When the Navy sailors weren't working, "they were playing with us or
against us."
Doolittle's
plan called for the Hornet to sail to a point about 400 miles off Japan. Late on
the night of April 18, the 16 bombers, each loaded with four 500-pound bombs,
machine guns and extra fuel tanks, would take off from the Hornet's deck. They'd
bomb Tokyo and other sites in the early-morning hours, then fly to Free China --
portions of that country not held by the Japanese -- landing before dark.
The
night of the 17th, many of Doolittle's men slept in their clothes.
At
dawn, lookouts aboard the Hornet and its escort ships saw a Japanese picket boat
and, on the horizon, two ships that appeared to be Japanese destroyers.
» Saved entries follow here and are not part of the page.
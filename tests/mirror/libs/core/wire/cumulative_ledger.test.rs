/**
 * =================================================================
 * APARATO: CUMULATIVE LEDGER CERTIFICATION (V4.0)
 * CLASIFICACIÓN: TRINITY EVIDENCE
 * OBJETIVO: Monotonía del flujo acumulativo bajo intercalado
 * arbitrario y valor final Σ(último − primero + 1).
 * =================================================================
 */

use josh_core_wire::{CumulativeStepLedger, WireMessage};
use proptest::prelude::*;

proptest! {
    /// Con N réplicas de pasos estrictamente crecientes intercaladas
    /// en cualquier orden, la secuencia acumulativa nunca retrocede y
    /// su valor final es la suma de pasos aportados por cada réplica.
    #[test]
    fn interleavings_preserve_monotonicity(
        replicate_step_counts in proptest::collection::vec(1usize..12, 1..5),
        shuffle_seed in any::<u64>(),
    ) {
        // Construcción de los flujos por réplica: pasos 1..=n.
        let mut pending_events: Vec<(u32, i64)> = Vec::new();
        for (replicate_index, step_count) in replicate_step_counts.iter().enumerate() {
            for absolute_step in 1..=(*step_count as i64) {
                pending_events.push((replicate_index as u32, absolute_step));
            }
        }

        // Intercalado determinista dirigido por la semilla: se extrae
        // siempre el primer paso pendiente de una réplica elegida.
        let mut queues: Vec<std::collections::VecDeque<i64>> = replicate_step_counts
            .iter()
            .map(|step_count| (1..=(*step_count as i64)).collect())
            .collect();

        let shared_ledger = CumulativeStepLedger::new();
        let mut selector_state = shuffle_seed;
        let mut previously_observed = 0i64;

        let total_events: usize = replicate_step_counts.iter().sum();
        for _ in 0..total_events {
            // xorshift simple para elegir la próxima réplica no vacía
            selector_state ^= selector_state << 13;
            selector_state ^= selector_state >> 7;
            selector_state ^= selector_state << 17;

            let non_empty: Vec<usize> = queues
                .iter()
                .enumerate()
                .filter(|(_, queue)| !queue.is_empty())
                .map(|(queue_index, _)| queue_index)
                .collect();
            let chosen_queue = non_empty[(selector_state as usize) % non_empty.len()];
            let absolute_step = queues[chosen_queue].pop_front().expect("queue non empty");

            let rewritten = shared_ledger.rewrite(WireMessage::Progress {
                replicate: chosen_queue as u32,
                step: absolute_step,
            });
            let WireMessage::Progress { step: cumulative_step, .. } = rewritten else {
                panic!("progress must stay progress");
            };

            prop_assert!(cumulative_step >= previously_observed);
            previously_observed = cumulative_step;
        }

        // Réplica i aporta (último − primero + 1) = n pasos.
        let expected_total: i64 = replicate_step_counts.iter().map(|count| *count as i64).sum();
        prop_assert_eq!(shared_ledger.total(), expected_total);
        prop_assert_eq!(previously_observed, expected_total);
    }
}

#[test]
fn first_observation_contributes_exactly_one_step() {
    let shared_ledger = CumulativeStepLedger::new();

    let first = shared_ledger.rewrite(WireMessage::Progress { replicate: 0, step: 5 });
    assert_eq!(first, WireMessage::Progress { replicate: 0, step: 1 });

    let second = shared_ledger.rewrite(WireMessage::Progress { replicate: 0, step: 8 });
    assert_eq!(second, WireMessage::Progress { replicate: 0, step: 4 });

    println!("✅ CUMULATIVE_LEDGER: First-observation accounting certified.");
}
They'd
been spotted.
If
Doolittle's men took off nearly a full day and 200 miles shy of their intended
launch site, chances were slim they'd have enough fuel to make it to Free China.
If they waited, they'd lose the element of surprise.
Doolittle
and the Hornet's skipper gave the launch order.
Crews
packed quickly and scurried to their stations, swinging through the ship's
exchange and nearly emptying it, Jones remembered, of cigarettes and candy.
None
of the pilots had taken off from the deck of a carrier, though they'd practiced
plenty of short takeoffs. That morning, they'd have about 350 feet of runway,
maybe a little more. They'd have rain and howling wind, too. A storm sprayed
water across the Hornet's deck and as the planes warmed up, Jones said, exhaust
choked the air.
Doolittle
moved his plane into position. When the Hornet's bow rose with a swell, the
flagman gave him the signal. He released the brakes, hit the throttle and was
up. He circled the Hornet once and headed toward Japan.
One
by one, 15 planes followed.
As
he waited for takeoff, Jake discovered a 1-foot hole in No. 16's plastic nose.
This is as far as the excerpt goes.